In der Beurteilung dieses erstmals 1939 und jetzt in der vierten Auflage erschienenen medizinischen Lehrbuchs kann man immer noch der Rezension seiner zweiten Auflage von 1950 zustimmen. Damals hieß es in dieser Zeitschrift, „daß es sich um ein Buch handelt, das von der neurologisch-organischen Seite her bedeutsame Beiträge zur Psychopathologie des Kindesalters bringt“ (Psyche IV, Juni 1950, Seite 50). Der Autor behandelt das weite Gebiet von den Folgen frühkindlicher Hirnschädigungen, den Zustandsbildern bei Hirnschädigungen über Epilepsien und Psychosen bis hin zu Neurosen, Erziehungsschwierigkeiten und Sprachstörungen ziemlich vollständig. Die Syndrome sind ausführlich beschrieben und lassen auch psychodynamische Hintergründe des Krankheitsbildes durchscheinen. Erstmals in dieser Auflage erscheint ein Beitrag von J.-H. Hufschmidt über das kindliche EEG.

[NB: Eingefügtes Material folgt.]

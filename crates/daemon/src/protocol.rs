// SPDX-License-Identifier: BUSL-1.1
// Copyright (c) 2026 Alfred Jean LLC

//! Wire protocol for the admin WebSocket.
//!
//! Every frame is a single JSON object with a required `type` field.
//! Commands carry a client-chosen `id`; responses echo it. Event
//! frames are the event's own serialized form and never carry an `id`.

use aether_core::{ErrorCode, KernelError};
use serde::Serialize;
use serde_json::Value;
use thiserror::Error;

/// A parsed client frame: command name, correlation id, payload.
#[derive(Debug, Clone, PartialEq)]
pub struct Frame {
    pub kind: String,
    pub id: Option<String>,
    pub payload: Value,
}

#[derive(Debug, Error)]
pub enum FrameError {
    #[error("frame is not a JSON object")]
    NotAnObject,

    #[error("frame is missing 'type'")]
    MissingType,

    #[error("malformed JSON: {0}")]
    Malformed(#[from] serde_json::Error),
}

impl Frame {
    /// Parse one text frame. The `type` and `id` fields are lifted out;
    /// everything else stays as the payload object.
    pub fn parse(text: &str) -> Result<Self, FrameError> {
        let value: Value = serde_json::from_str(text)?;
        let Value::Object(mut map) = value else {
            return Err(FrameError::NotAnObject);
        };

        let kind = match map.remove("type") {
            Some(Value::String(kind)) => kind,
            _ => return Err(FrameError::MissingType),
        };
        let id = match map.remove("id") {
            Some(Value::String(id)) => Some(id),
            _ => None,
        };

        Ok(Self {
            kind,
            id,
            payload: Value::Object(map),
        })
    }
}

/// `response.ok` frame.
#[derive(Debug, Serialize)]
pub struct OkResponse<'a> {
    #[serde(rename = "type")]
    pub kind: &'static str,
    #[serde(skip_serializing_if = "Option::is_none")]
    pub id: Option<&'a str>,
    #[serde(skip_serializing_if = "Option::is_none")]
    pub data: Option<Value>,
}

/// `response.err` frame.
#[derive(Debug, Serialize)]
pub struct ErrResponse<'a> {
    #[serde(rename = "type")]
    pub kind: &'static str,
    #[serde(skip_serializing_if = "Option::is_none")]
    pub id: Option<&'a str>,
    pub error: WireError,
}

#[derive(Debug, Serialize)]
pub struct WireError {
    pub code: &'static str,
    pub message: String,
}

/// Render a command result as a response frame.
pub fn render_response(id: Option<&str>, result: Result<Value, KernelError>) -> String {
    match result {
        Ok(data) => {
            let frame = OkResponse {
                kind: "response.ok",
                id,
                data: if data.is_null() { None } else { Some(data) },
            };
            serde_json::to_string(&frame).unwrap_or_else(|_| fallback_err(id))
        }
        Err(error) => {
            let frame = ErrResponse {
                kind: "response.err",
                id,
                error: WireError {
                    code: error.code.as_str(),
                    message: error.message,
                },
            };
            serde_json::to_string(&frame).unwrap_or_else(|_| fallback_err(id))
        }
    }
}

/// A bad-frame reply, sent once before disconnecting.
pub fn render_bad_frame(message: &str) -> String {
    let frame = ErrResponse {
        kind: "response.err",
        id: None,
        error: WireError {
            code: ErrorCode::BadFrame.as_str(),
            message: message.to_string(),
        },
    };
    serde_json::to_string(&frame).unwrap_or_else(|_| fallback_err(None))
}

fn fallback_err(id: Option<&str>) -> String {
    match id {
        Some(id) => format!(
            r#"{{"type":"response.err","id":{},"error":{{"code":"internal","message":"serialization failed"}}}}"#,
            serde_json::Value::String(id.to_string())
        ),
        None => r#"{"type":"response.err","error":{"code":"internal","message":"serialization failed"}}"#.to_string(),
    }
}

#[cfg(test)]
#[path = "protocol_tests.rs"]
mod tests;
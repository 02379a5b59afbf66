// SPDX-License-Identifier: BUSL-1.1
// Copyright (c) 2026 Alfred Jean LLC

//! Authentication commands

use crate::gateway::{opt_str, req_str, ConnState, Gateway};
use aether_core::{Clock, KernelError};
use aether_kernel::Subject;
use serde_json::{json, Value};

/// `{ type: "auth", token }`: bind a verified identity to the
/// connection.
pub fn handle_auth_frame<C: Clock>(
    gateway: &Gateway<C>,
    conn: &mut ConnState,
    payload: &Value,
) -> Result<Value, KernelError> {
    let token = req_str(payload, "token")?;
    let user = gateway.kernel.auth.verify_token(token)?;
    conn.subject = Some(Subject::new(user.uid.clone(), user.role));
    conn.token = Some(token.to_string());
    Ok(json!({ "user": user }))
}

pub fn register<C: Clock>(
    gateway: &Gateway<C>,
    conn: &mut ConnState,
    payload: &Value,
) -> Result<Value, KernelError> {
    let username = req_str(payload, "username")?;
    let password = req_str(payload, "password")?;
    let display_name = opt_str(payload, "displayName").unwrap_or(username);

    let session = gateway.kernel.auth.register(username, password, display_name)?;
    gateway.kernel.audit_command(
        Some(&session.user.uid),
        "auth.register",
        Some(username.to_string()),
        payload,
    );

    conn.subject = Some(Subject::new(session.user.uid.clone(), session.user.role));
    conn.token = Some(session.token.clone());
    Ok(json!({ "user": session.user, "token": session.token }))
}

pub fn login<C: Clock>(
    gateway: &Gateway<C>,
    conn: &mut ConnState,
    payload: &Value,
) -> Result<Value, KernelError> {
    let username = req_str(payload, "username")?;
    let password = req_str(payload, "password")?;
    let totp = opt_str(payload, "totp");

    let session = gateway.kernel.auth.login(username, password, totp)?;
    conn.subject = Some(Subject::new(session.user.uid.clone(), session.user.role));
    conn.token = Some(session.token.clone());
    Ok(json!({ "user": session.user, "token": session.token }))
}

pub fn logout<C: Clock>(gateway: &Gateway<C>, conn: &mut ConnState) -> Result<Value, KernelError> {
    conn.require_auth()?;
    if let Some(token) = conn.token.take() {
        gateway.kernel.auth.logout(&token);
    }
    conn.subject = None;
    Ok(Value::Null)
}

pub fn whoami(conn: &ConnState) -> Result<Value, KernelError> {
    let subject = conn.require_auth()?;
    Ok(json!({ "uid": subject.uid, "role": subject.role.as_str() }))
}

pub fn mfa_setup<C: Clock>(gateway: &Gateway<C>, conn: &ConnState) -> Result<Value, KernelError> {
    let subject = conn.require_auth()?;
    let secret = gateway.kernel.auth.mfa_setup(&subject.uid)?;
    Ok(json!({ "secret": secret }))
}

pub fn mfa_verify<C: Clock>(
    gateway: &Gateway<C>,
    conn: &ConnState,
    payload: &Value,
) -> Result<Value, KernelError> {
    let subject = conn.require_auth()?;
    let code = req_str(payload, "code")?;
    gateway.kernel.auth.mfa_verify(&subject.uid, code)?;
    Ok(json!({ "enabled": true }))
}
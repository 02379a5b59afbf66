// SPDX-License-Identifier: BUSL-1.1
// Copyright (c) 2026 Alfred Jean LLC

use crate::id::{Pid, Uid};
use serde::{Deserialize, Serialize};

/// Append-only security audit row. Arguments are sanitized before
/// insertion; secrets never reach the table.
#[derive(Debug, Clone, Serialize, Deserialize)]
pub struct AuditEntry {
    #[serde(default)]
    pub id: i64,
    pub timestamp: u64,
    pub event_type: String,
    #[serde(default, skip_serializing_if = "Option::is_none")]
    pub actor_pid: Option<Pid>,
    #[serde(default, skip_serializing_if = "Option::is_none")]
    pub actor_uid: Option<Uid>,
    pub action: String,
    #[serde(default, skip_serializing_if = "Option::is_none")]
    pub target: Option<String>,
    #[serde(default, skip_serializing_if = "Option::is_none")]
    pub args_sanitized: Option<serde_json::Value>,
    /// sha256 of the result payload, kept so evidence stays redactable.
    #[serde(default, skip_serializing_if = "Option::is_none")]
    pub result_hash: Option<String>,
    #[serde(default, skip_serializing_if = "Option::is_none")]
    pub metadata: Option<serde_json::Value>,
}
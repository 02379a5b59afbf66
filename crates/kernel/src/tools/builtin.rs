// SPDX-License-Identifier: BUSL-1.1
// Copyright (c) 2026 Alfred Jean LLC

//! Built-in tools
//!
//! Filesystem tools operate strictly inside the caller's home
//! directory; everything an agent writes is indexed through
//! `fs.changed` events.

use super::{Tool, ToolCtx, ToolError, ToolHost, ToolSpec};
use aether_core::{Event, MemoryId, MemoryLayer, MemoryRecord, PlanId, PlanRecord, PlanStatus};
use async_trait::async_trait;
use serde_json::{json, Value};
use std::path::{Component, Path, PathBuf};
use std::sync::Arc;

pub fn register_builtins(host: &ToolHost) {
    host.register(Arc::new(FsRead));
    host.register(Arc::new(FsWrite));
    host.register(Arc::new(FsList));
    host.register(Arc::new(RunCommand));
    host.register(Arc::new(SendMessage));
    host.register(Arc::new(MemoryPut));
    host.register(Arc::new(MemorySearch));
    host.register(Arc::new(PlanUpdate));
    host.register(Arc::new(Done));
}

/// Resolve a user-supplied path inside the home sandbox.
fn resolve_path(home: &Path, raw: &str) -> Result<PathBuf, ToolError> {
    let rel = Path::new(raw);
    if rel.is_absolute()
        || rel
            .components()
            .any(|c| matches!(c, Component::ParentDir | Component::Prefix(_)))
    {
        return Err(ToolError::InvalidArgs(format!(
            "path '{raw}' escapes the home directory"
        )));
    }
    Ok(home.join(rel))
}

fn str_arg<'a>(args: &'a Value, key: &str) -> Result<&'a str, ToolError> {
    args.get(key)
        .and_then(Value::as_str)
        .ok_or_else(|| ToolError::InvalidArgs(format!("'{key}' must be a string")))
}

struct FsRead;

#[async_trait]
impl Tool for FsRead {
    fn spec(&self) -> ToolSpec {
        ToolSpec {
            name: "fs_read".to_string(),
            description: "Read a file from the agent home".to_string(),
            required: vec!["path".to_string()],
            action: "fs.read".to_string(),
        }
    }

    async fn call(&self, ctx: &ToolCtx, args: &Value) -> Result<Value, ToolError> {
        let raw = str_arg(args, "path")?;
        let path = resolve_path(&ctx.home, raw)?;
        let content = tokio::fs::read_to_string(&path)
            .await
            .map_err(|e| ToolError::Execution(format!("read {raw}: {e}")))?;
        Ok(json!({ "path": raw, "content": content }))
    }
}

struct FsWrite;

#[async_trait]
impl Tool for FsWrite {
    fn spec(&self) -> ToolSpec {
        ToolSpec {
            name: "fs_write".to_string(),
            description: "Write a file in the agent home".to_string(),
            required: vec!["path".to_string(), "content".to_string()],
            action: "fs.write".to_string(),
        }
    }

    async fn call(&self, ctx: &ToolCtx, args: &Value) -> Result<Value, ToolError> {
        let raw = str_arg(args, "path")?;
        let content = str_arg(args, "content")?;
        let path = resolve_path(&ctx.home, raw)?;

        let existed = path.exists();
        if let Some(parent) = path.parent() {
            tokio::fs::create_dir_all(parent)
                .await
                .map_err(|e| ToolError::Execution(format!("mkdir for {raw}: {e}")))?;
        }
        tokio::fs::write(&path, content)
            .await
            .map_err(|e| ToolError::Execution(format!("write {raw}: {e}")))?;

        let size = content.len() as u64;
        ctx.bus.emit(Event::FsChanged {
            uid: ctx.uid.clone(),
            path: format!("{}/{raw}", ctx.uid),
            change: if existed { "write" } else { "create" }.to_string(),
            size,
        });
        Ok(json!({ "path": raw, "size": size }))
    }
}

struct FsList;

#[async_trait]
impl Tool for FsList {
    fn spec(&self) -> ToolSpec {
        ToolSpec {
            name: "fs_list".to_string(),
            description: "List a directory in the agent home".to_string(),
            required: vec![],
            action: "fs.read".to_string(),
        }
    }

    async fn call(&self, ctx: &ToolCtx, args: &Value) -> Result<Value, ToolError> {
        let raw = args.get("path").and_then(Value::as_str).unwrap_or("");
        let path = if raw.is_empty() {
            ctx.home.clone()
        } else {
            resolve_path(&ctx.home, raw)?
        };

        let mut entries = Vec::new();
        let mut dir = match tokio::fs::read_dir(&path).await {
            Ok(dir) => dir,
            Err(e) if e.kind() == std::io::ErrorKind::NotFound => {
                return Ok(json!({ "path": raw, "entries": [] }))
            }
            Err(e) => return Err(ToolError::Execution(format!("list {raw}: {e}"))),
        };
        while let Ok(Some(entry)) = dir.next_entry().await {
            let meta = entry.metadata().await.ok();
            entries.push(json!({
                "name": entry.file_name().to_string_lossy(),
                "dir": meta.as_ref().map(|m| m.is_dir()).unwrap_or(false),
                "size": meta.map(|m| m.len()).unwrap_or(0),
            }));
        }
        Ok(json!({ "path": raw, "entries": entries }))
    }
}

struct RunCommand;

#[async_trait]
impl Tool for RunCommand {
    fn spec(&self) -> ToolSpec {
        ToolSpec {
            name: "run_command".to_string(),
            description: "Run a shell command in the agent home".to_string(),
            required: vec!["command".to_string()],
            action: "process.exec".to_string(),
        }
    }

    async fn call(&self, ctx: &ToolCtx, args: &Value) -> Result<Value, ToolError> {
        let command = str_arg(args, "command")?;
        tokio::fs::create_dir_all(&ctx.home)
            .await
            .map_err(|e| ToolError::Execution(format!("prepare home: {e}")))?;

        let output = tokio::process::Command::new("sh")
            .arg("-c")
            .arg(command)
            .current_dir(&ctx.home)
            .output()
            .await
            .map_err(|e| ToolError::Execution(format!("spawn: {e}")))?;

        Ok(json!({
            "exit_code": output.status.code().unwrap_or(-1),
            "stdout": truncate(&String::from_utf8_lossy(&output.stdout)),
            "stderr": truncate(&String::from_utf8_lossy(&output.stderr)),
        }))
    }
}

fn truncate(s: &str) -> String {
    const MAX: usize = 16 * 1024;
    if s.len() <= MAX {
        s.to_string()
    } else {
        let mut end = MAX;
        while !s.is_char_boundary(end) {
            end -= 1;
        }
        format!("{}…[truncated]", &s[..end])
    }
}

struct SendMessage;

#[async_trait]
impl Tool for SendMessage {
    fn spec(&self) -> ToolSpec {
        ToolSpec {
            name: "send_message".to_string(),
            description: "Emit a log message visible to subscribers".to_string(),
            required: vec!["message".to_string()],
            action: "agent.message".to_string(),
        }
    }

    async fn call(&self, ctx: &ToolCtx, args: &Value) -> Result<Value, ToolError> {
        let message = str_arg(args, "message")?;
        let level = args
            .get("level")
            .and_then(Value::as_str)
            .unwrap_or("info")
            .to_string();
        ctx.bus.emit(Event::AgentLog {
            pid: ctx.pid,
            level,
            message: message.to_string(),
        });
        Ok(json!({ "sent": true }))
    }
}

struct MemoryPut;

#[async_trait]
impl Tool for MemoryPut {
    fn spec(&self) -> ToolSpec {
        ToolSpec {
            name: "memory_put".to_string(),
            description: "Store a memory in a layer".to_string(),
            required: vec!["layer".to_string(), "content".to_string()],
            action: "mem.put".to_string(),
        }
    }

    async fn call(&self, ctx: &ToolCtx, args: &Value) -> Result<Value, ToolError> {
        let layer = str_arg(args, "layer")?;
        let layer = MemoryLayer::parse(layer)
            .ok_or_else(|| ToolError::InvalidArgs(format!("unknown layer '{layer}'")))?;
        let content = str_arg(args, "content")?;
        let importance = args
            .get("importance")
            .and_then(Value::as_f64)
            .unwrap_or(0.5)
            .clamp(0.0, 1.0);

        let memory = MemoryRecord {
            id: MemoryId::new(format!("m-{}", uuid::Uuid::new_v4())),
            agent_uid: ctx.uid.clone(),
            layer,
            content: content.to_string(),
            tags: args
                .get("tags")
                .and_then(Value::as_array)
                .map(|tags| {
                    tags.iter()
                        .filter_map(Value::as_str)
                        .map(str::to_string)
                        .collect()
                })
                .unwrap_or_default(),
            importance,
            access_count: 0,
            created_at_ms: ctx.now_ms,
            last_accessed_ms: ctx.now_ms,
            expires_at_ms: None,
            source_pid: Some(ctx.pid),
            related: Default::default(),
        };

        let evicted = ctx
            .store
            .put_memory(&memory, ctx.memory_cap)
            .map_err(|e| ToolError::Execution(e.to_string()))?;

        ctx.bus.emit(Event::MemoryStored {
            uid: ctx.uid.clone(),
            memory_id: memory.id.clone(),
            layer,
        });
        if evicted > 0 {
            ctx.bus.emit(Event::MemoryEvicted {
                uid: ctx.uid.clone(),
                layer,
                count: evicted,
            });
        }
        Ok(json!({ "id": memory.id.as_str(), "evicted": evicted }))
    }
}

struct MemorySearch;

#[async_trait]
impl Tool for MemorySearch {
    fn spec(&self) -> ToolSpec {
        ToolSpec {
            name: "memory_search".to_string(),
            description: "Search stored memories by content".to_string(),
            required: vec!["query".to_string()],
            action: "mem.search".to_string(),
        }
    }

    async fn call(&self, ctx: &ToolCtx, args: &Value) -> Result<Value, ToolError> {
        let query = str_arg(args, "query")?;
        let limit = args.get("limit").and_then(Value::as_u64).unwrap_or(8) as usize;
        let hits = ctx
            .store
            .search_memories(&ctx.uid, query, limit)
            .map_err(|e| ToolError::Execution(e.to_string()))?;

        Ok(json!({
            "memories": hits
                .iter()
                .map(|m| json!({
                    "id": m.id.as_str(),
                    "layer": m.layer.as_str(),
                    "content": m.content,
                    "importance": m.importance,
                }))
                .collect::<Vec<_>>()
        }))
    }
}

struct PlanUpdate;

#[async_trait]
impl Tool for PlanUpdate {
    fn spec(&self) -> ToolSpec {
        ToolSpec {
            name: "plan_update".to_string(),
            description: "Create or update the run's plan".to_string(),
            required: vec![],
            action: "plan.update".to_string(),
        }
    }

    async fn call(&self, ctx: &ToolCtx, args: &Value) -> Result<Value, ToolError> {
        let tree = args
            .get("tree")
            .map(|t| serde_json::from_value(t.clone()))
            .transpose()
            .map_err(|e| ToolError::InvalidArgs(format!("malformed tree: {e}")))?;
        let status = args
            .get("status")
            .and_then(Value::as_str)
            .map(|s| {
                PlanStatus::parse(s)
                    .ok_or_else(|| ToolError::InvalidArgs(format!("unknown status '{s}'")))
            })
            .transpose()?;

        let existing = ctx
            .store
            .plan_for_pid(ctx.pid)
            .map_err(|e| ToolError::Execution(e.to_string()))?;

        let plan = match existing {
            Some(mut plan) => {
                if let Some(tree) = tree {
                    plan.tree = tree;
                }
                if let Some(status) = status {
                    if plan.status != status && !plan.status.can_transition(status) {
                        return Err(ToolError::InvalidArgs(format!(
                            "plan is {} and cannot become {}",
                            plan.status.as_str(),
                            status.as_str()
                        )));
                    }
                    plan.status = status;
                }
                plan.updated_at_ms = ctx.now_ms;
                ctx.store
                    .upsert_plan(&plan)
                    .map_err(|e| ToolError::Execution(e.to_string()))?;
                ctx.bus.emit(Event::PlanUpdated {
                    plan_id: plan.id.clone(),
                    status: plan.status,
                });
                plan
            }
            None => {
                let plan = PlanRecord {
                    id: PlanId::new(format!("plan-{}", uuid::Uuid::new_v4())),
                    pid: ctx.pid,
                    agent_uid: ctx.uid.clone(),
                    status: status.unwrap_or(PlanStatus::Active),
                    tree: tree.unwrap_or_default(),
                    created_at_ms: ctx.now_ms,
                    updated_at_ms: ctx.now_ms,
                };
                ctx.store
                    .upsert_plan(&plan)
                    .map_err(|e| ToolError::Execution(e.to_string()))?;
                ctx.bus.emit(Event::PlanCreated {
                    pid: ctx.pid,
                    plan_id: plan.id.clone(),
                });
                plan
            }
        };

        Ok(json!({ "id": plan.id.as_str(), "status": plan.status.as_str() }))
    }
}

/// Explicit terminal marker. The loop completes after observing it.
struct Done;

#[async_trait]
impl Tool for Done {
    fn spec(&self) -> ToolSpec {
        ToolSpec {
            name: "done".to_string(),
            description: "Finish the run with a summary".to_string(),
            required: vec![],
            action: "agent.done".to_string(),
        }
    }

    async fn call(&self, _ctx: &ToolCtx, args: &Value) -> Result<Value, ToolError> {
        let summary = args.get("summary").and_then(Value::as_str).unwrap_or("");
        Ok(json!({ "done": true, "summary": summary }))
    }
}
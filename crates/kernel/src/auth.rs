// SPDX-License-Identifier: BUSL-1.1
// Copyright (c) 2026 Alfred Jean LLC

//! Accounts, password hashing, bearer tokens, TOTP second factor

use crate::bus::EventBus;
use crate::config::AuthConfig;
use aether_core::{Clock, ErrorCode, Event, KernelError, Role, Uid, UserRecord};
use aether_store::StateStore;
use argon2::password_hash::{rand_core::OsRng, PasswordHash, SaltString};
use argon2::{Argon2, PasswordHasher, PasswordVerifier};
use hmac::{Hmac, Mac};
use jsonwebtoken::{decode, encode, DecodingKey, EncodingKey, Header, Validation};
use parking_lot::Mutex;
use serde::{Deserialize, Serialize};
use sha1::Sha1;
use std::collections::VecDeque;
use std::sync::Arc;
use tracing::info;

/// TOTP step length in seconds (RFC 6238 default).
const TOTP_STEP_SECS: u64 = 30;

#[derive(Debug, Serialize, Deserialize)]
struct Claims {
    sub: String,
    username: String,
    role: String,
    exp: u64,
}

/// Outcome of a successful register/login.
#[derive(Debug, Clone, Serialize)]
pub struct AuthSession {
    pub user: UserRecord,
    pub token: String,
}

pub struct AuthService<C: Clock> {
    store: Arc<StateStore>,
    bus: EventBus,
    clock: C,
    config: AuthConfig,
    /// Revoked tokens, bounded FIFO.
    denylist: Mutex<VecDeque<String>>,
}

impl<C: Clock> AuthService<C> {
    pub fn new(store: Arc<StateStore>, bus: EventBus, clock: C, config: AuthConfig) -> Self {
        Self {
            store,
            bus,
            clock,
            config,
            denylist: Mutex::new(VecDeque::new()),
        }
    }

    /// Create an account. The first user becomes admin.
    pub fn register(
        &self,
        username: &str,
        password: &str,
        display_name: &str,
    ) -> Result<AuthSession, KernelError> {
        if username.is_empty() {
            return Err(KernelError::invalid_args("username must not be empty"));
        }
        if password.len() < self.config.min_password_len {
            return Err(KernelError::invalid_args(format!(
                "password must be at least {} characters",
                self.config.min_password_len
            )));
        }

        let role = if self.store.user_count().map_err(KernelError::internal)? == 0 {
            Role::Admin
        } else {
            Role::User
        };

        let salt = SaltString::generate(&mut OsRng);
        let password_hash = Argon2::default()
            .hash_password(password.as_bytes(), &salt)
            .map_err(KernelError::internal)?
            .to_string();

        let user = UserRecord {
            uid: Uid::new(format!("u-{}", uuid::Uuid::new_v4())),
            username: username.to_string(),
            display_name: display_name.to_string(),
            password_hash,
            role,
            created_at_ms: self.clock.epoch_ms(),
            last_login_ms: None,
            mfa_secret: None,
            mfa_enabled: false,
        };

        self.store.insert_user(&user).map_err(|e| match e {
            aether_store::StoreError::Conflict(message) => {
                KernelError::new(ErrorCode::Conflict, message)
            }
            other => KernelError::internal(other),
        })?;

        info!(username, uid = %user.uid, role = role.as_str(), "user registered");
        self.bus.emit(Event::UserRegistered {
            uid: user.uid.clone(),
            username: user.username.clone(),
        });

        let token = self.issue_token(&user)?;
        Ok(AuthSession { user, token })
    }

    /// Verify credentials (and TOTP when enabled) and issue a token.
    pub fn login(
        &self,
        username: &str,
        password: &str,
        totp: Option<&str>,
    ) -> Result<AuthSession, KernelError> {
        let user = match self
            .store
            .get_user_by_username(username)
            .map_err(KernelError::internal)?
        {
            Some(user) => user,
            None => return Err(self.login_failure(username, "unknown user")),
        };

        if !verify_password(&user.password_hash, password) {
            return Err(self.login_failure(username, "bad password"));
        }

        if user.mfa_enabled {
            let secret = user.mfa_secret.as_deref().unwrap_or_default();
            match totp {
                None => {
                    return Err(KernelError::unauthenticated("mfa_required"));
                }
                Some(code) if !self.verify_totp(secret, code) => {
                    return Err(self.login_failure(username, "invalid mfa code"));
                }
                Some(_) => {}
            }
        }

        let now = self.clock.epoch_ms();
        self.store
            .set_last_login(&user.uid, now)
            .map_err(KernelError::internal)?;

        self.bus.emit(Event::UserLogin {
            uid: user.uid.clone(),
            username: user.username.clone(),
        });

        let token = self.issue_token(&user)?;
        Ok(AuthSession { user, token })
    }

    fn login_failure(&self, username: &str, reason: &str) -> KernelError {
        self.bus.emit(Event::UserLoginFailed {
            username: username.to_string(),
            reason: reason.to_string(),
        });
        // One opaque message for every credential failure.
        KernelError::unauthenticated("invalid credentials")
    }

    /// Validate a bearer token and load its user.
    pub fn verify_token(&self, token: &str) -> Result<UserRecord, KernelError> {
        if self.denylist.lock().contains(&token.to_string()) {
            return Err(KernelError::unauthenticated("token revoked"));
        }

        let data = decode::<Claims>(
            token,
            &DecodingKey::from_secret(self.config.token_secret.as_bytes()),
            &Validation::default(),
        )
        .map_err(|_| KernelError::unauthenticated("invalid token"))?;

        self.store
            .get_user(&Uid::new(data.claims.sub))
            .map_err(KernelError::internal)?
            .ok_or_else(|| KernelError::unauthenticated("user no longer exists"))
    }

    /// Revoke a token until the denylist rotates it out.
    pub fn logout(&self, token: &str) {
        let mut denylist = self.denylist.lock();
        if denylist.len() >= self.config.denylist_cap {
            denylist.pop_front();
        }
        denylist.push_back(token.to_string());
    }

    /// Generate (but do not yet enable) a TOTP secret.
    pub fn mfa_setup(&self, uid: &Uid) -> Result<String, KernelError> {
        let mut raw = [0u8; 20];
        use rand::RngCore;
        rand::thread_rng().fill_bytes(&mut raw);
        let secret = base32::encode(base32::Alphabet::Rfc4648 { padding: false }, &raw);

        self.store
            .set_mfa(uid, Some(&secret), false)
            .map_err(KernelError::internal)?;
        Ok(secret)
    }

    /// Confirm the user's authenticator and enable MFA.
    pub fn mfa_verify(&self, uid: &Uid, code: &str) -> Result<(), KernelError> {
        let user = self
            .store
            .get_user(uid)
            .map_err(KernelError::internal)?
            .ok_or_else(|| KernelError::not_found(format!("user {uid}")))?;

        let secret = user
            .mfa_secret
            .as_deref()
            .ok_or_else(|| KernelError::invalid_state("mfa setup has not run"))?;

        if !self.verify_totp(secret, code) {
            return Err(KernelError::unauthenticated("invalid mfa code"));
        }
        self.store
            .set_mfa(uid, Some(secret), true)
            .map_err(KernelError::internal)?;
        Ok(())
    }

    fn issue_token(&self, user: &UserRecord) -> Result<String, KernelError> {
        let claims = Claims {
            sub: user.uid.as_str().to_string(),
            username: user.username.clone(),
            role: user.role.as_str().to_string(),
            exp: jsonwebtoken::get_current_timestamp() + self.config.token_ttl.as_secs(),
        };
        encode(
            &Header::default(),
            &claims,
            &EncodingKey::from_secret(self.config.token_secret.as_bytes()),
        )
        .map_err(KernelError::internal)
    }

    /// Check a TOTP code with ±1 step tolerance.
    pub fn verify_totp(&self, secret_base32: &str, code: &str) -> bool {
        let Some(secret) =
            base32::decode(base32::Alphabet::Rfc4648 { padding: false }, secret_base32)
        else {
            return false;
        };
        let counter = self.clock.epoch_ms() / 1000 / TOTP_STEP_SECS;
        for candidate in counter.saturating_sub(1)..=counter + 1 {
            if format!("{:06}", totp_code(&secret, candidate)) == code {
                return true;
            }
        }
        false
    }
}

fn verify_password(hash: &str, password: &str) -> bool {
    let Ok(parsed) = PasswordHash::new(hash) else {
        return false;
    };
    Argon2::default()
        .verify_password(password.as_bytes(), &parsed)
        .is_ok()
}

/// RFC 4226 dynamic truncation over HMAC-SHA1.
fn totp_code(secret: &[u8], counter: u64) -> u32 {
    let Ok(mut mac) = Hmac::<Sha1>::new_from_slice(secret) else {
        return 0;
    };
    mac.update(&counter.to_be_bytes());
    let digest = mac.finalize().into_bytes();
    let offset = (digest[19] & 0x0f) as usize;
    let binary = ((digest[offset] & 0x7f) as u32) << 24
        | (digest[offset + 1] as u32) << 16
        | (digest[offset + 2] as u32) << 8
        | digest[offset + 3] as u32;
    binary % 1_000_000
}

#[cfg(test)]
#[path = "auth_tests.rs"]
mod tests;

Mit Zurückhaltung sollte der Leser jedoch psychologischen (nach der Methode „einer verstehenden Charakterologie“, Seite 108) und soziologischen Erklärungsversuchen gegenüberstehen, und mit Vorsicht sollte er sich einschleichende, Objektivität beanspruchende Vorstellungen über die Funktion der Familie und der Erziehung aufnehmen. Die Familie wird als der „ursprüngliche Rahmen“ angesehen, „in dem dem sich entwickelnden Kind Halt geboten wird, der es innerlich verpflichtet, der es aber gleichzeitig auch schützt“ (Seite 78). Damit verkennt der Autor, daß der Familie in eben diesem Rahmen auch erzieherische Zwangsausübung zufällt, mit der man freilich „nur das Gute will“, die aber gerade eine der wichtigsten Quellen des Psychopathogenen bilden kann. Stockerts Kasuistik selbst belegt diesen Zusammenhang unausgesprochen. Bei einer etwas systematischeren Berücksichtigung des Zwangsmoments im Verhältnis zwischen Familie und Kind hätte der Autor manchmal vielleicht nicht auf hereditäre Dispositionen zur kindlichen Psychopathologie zurückgreifen müssen.